§ **Work request**:
Whenever the word "impl" turns up in a line of the data below, copy that line.

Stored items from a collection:
//! Identity normalization.
//!
//! Turns raw discovery input into canonical [`AssetContent`] and derives the
//! [`IdentityKey`] that decides whether two facts are the same node.
//!
//! | Type | Normalization | Identity key |
//! |------|---------------|--------------|
//! | `fqdn` | lowercase, trailing dot removed, public suffix matched | `name` |
//! | `ip` | parsed, family classified | `address`, `version` |
//! | `netblock` | parsed, truncated to the network address | `cidr`, `version` |
//! | `as` | optional `AS` prefix stripped, parsed as `u32` | `number` |
//! | `rirorg` | trimmed | `name` |
//!
//! Normalization happens before any storage access, so a
//! [`Error::InvalidInput`](crate::Error::InvalidInput) never leaves a partial write.

mod fqdn;
mod network;

pub use fqdn::normalize_fqdn;
pub use network::{normalize_asn, normalize_ip, normalize_netblock};

use crate::models::{AssetContent, AssetType, RirOrganization};
use crate::{Error, Result};
use std::fmt;

/// Placeholder for registry fields the discovery engine does not report.
pub const UNKNOWN_REGISTRY: &str = "unknown";

/// Normalizes raw input into canonical content for `asset_type`.
///
/// # Errors
///
/// Returns [`Error::InvalidInput`] when `raw` cannot be normalized.
pub fn normalize(asset_type: AssetType, raw: &str) -> Result<AssetContent> {
    match asset_type {
        AssetType::Fqdn => normalize_fqdn(raw).map(AssetContent::Fqdn),
        AssetType::Ip => normalize_ip(raw, None).map(AssetContent::Ip),
        AssetType::Netblock => normalize_netblock(raw).map(AssetContent::Netblock),
        AssetType::AutonomousSystem => normalize_asn(raw).map(AssetContent::AutonomousSystem),
        AssetType::RirOrganization => normalize_rir_org(raw).map(AssetContent::RirOrganization),
    }
}

/// Normalizes a registry organization name.
///
/// # Errors
///
/// Returns [`Error::InvalidInput`] for a blank name.
pub fn normalize_rir_org(raw: &str) -> Result<RirOrganization> {
    let name = raw.split_whitespace().collect::<Vec<_>>().join(" ");
    if name.is_empty() {
        return Err(Error::InvalidInput(
            "registry organization name is empty".to_string(),
        ));
    }
    Ok(RirOrganization {
        name,
        rir_id: UNKNOWN_REGISTRY.to_string(),
        rir: UNKNOWN_REGISTRY.to_string(),
    })
}

/// One component of an identity key.
#[derive(Debug, Clone, PartialEq, Eq, Hash)]
pub enum KeyPart {
    /// A text field.
    Text(String),
    /// An integer field.
    Int(i64),
}

impl fmt::Display for KeyPart {
    fn fmt(&self, f: &mut fmt::Formatter<'_>) -> fmt::Result {
        match self {
            Self::Text(s) => write!(f, "{s}"),
            Self::Int(n) => write!(f, "{n}"),
        }
    }
}

/// The content fields that determine uniqueness for a node type.
#[derive(Debug, Clone, PartialEq, Eq, Hash)]
pub struct IdentityKey {
    asset_type: AssetType,
    parts: Vec<(&'static str, KeyPart)>,
}

impl IdentityKey {
    /// Derives the identity key of canonical content.
    #[must_use]
    pub fn of(content: &AssetContent) -> Self {
        let parts = match content {
            AssetContent::Fqdn(c) => vec![("name", KeyPart::Text(c.name.clone()))],
            AssetContent::Ip(c) => vec![
                ("address", KeyPart::Text(c.address.to_string())),
                ("version", KeyPart::Text(c.version.as_str().to_string())),
            ],
            AssetContent::Netblock(c) => vec![
                ("cidr", KeyPart::Text(c.cidr.to_string())),
                ("version", KeyPart::Text(c.version.as_str().to_string())),
            ],
            AssetContent::AutonomousSystem(c) => {
                vec![("number", KeyPart::Int(i64::from(c.number)))]
            },
            AssetContent::RirOrganization(c) => vec![("name", KeyPart::Text(c.name.clone()))],
        };
        Self {
            asset_type: content.asset_type(),
            parts,
        }
    }

    /// Key of the fqdn node for an already-canonical name.
    #[must_use]
    pub fn fqdn(name: &str) -> Self {
        Self {
            asset_type: AssetType::Fqdn,
            parts: vec![("name", KeyPart::Text(name.to_string()))],
        }
    }

    /// The node type this key belongs to.
    #[must_use]
    pub const fn asset_type(&self) -> AssetType {
        self.asset_type
    }

    /// Content field names and their values, in a fixed order.
    #[must_use]
    pub fn parts(&self) -> &[(&'static str, KeyPart)] {
        &self.parts
    }

    /// Stable string address of the node, e.g. `ip:v4:192.0.2.1`.
    ///
    /// Used as the node key in the native graph engine.
    #[must_use]
    pub fn node_key(&self) -> String {
        let mut key = self.asset_type.as_str().to_string();
        // Version leads the address so keys group by family.
        for (_, part) in self.parts.iter().rev() {
            key.push(':');
            key.push_str(&part.to_string());
        }
        key
    }
}

impl fmt::Display for IdentityKey {
    fn fmt(&self, f: &mut fmt::Formatter<'_>) -> fmt::Result {
        write!(f, "{}", self.node_key())
    }
}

§ **Solution**:
impl fmt::Display for KeyPart {
impl IdentityKey {
impl fmt::Display for IdentityKey {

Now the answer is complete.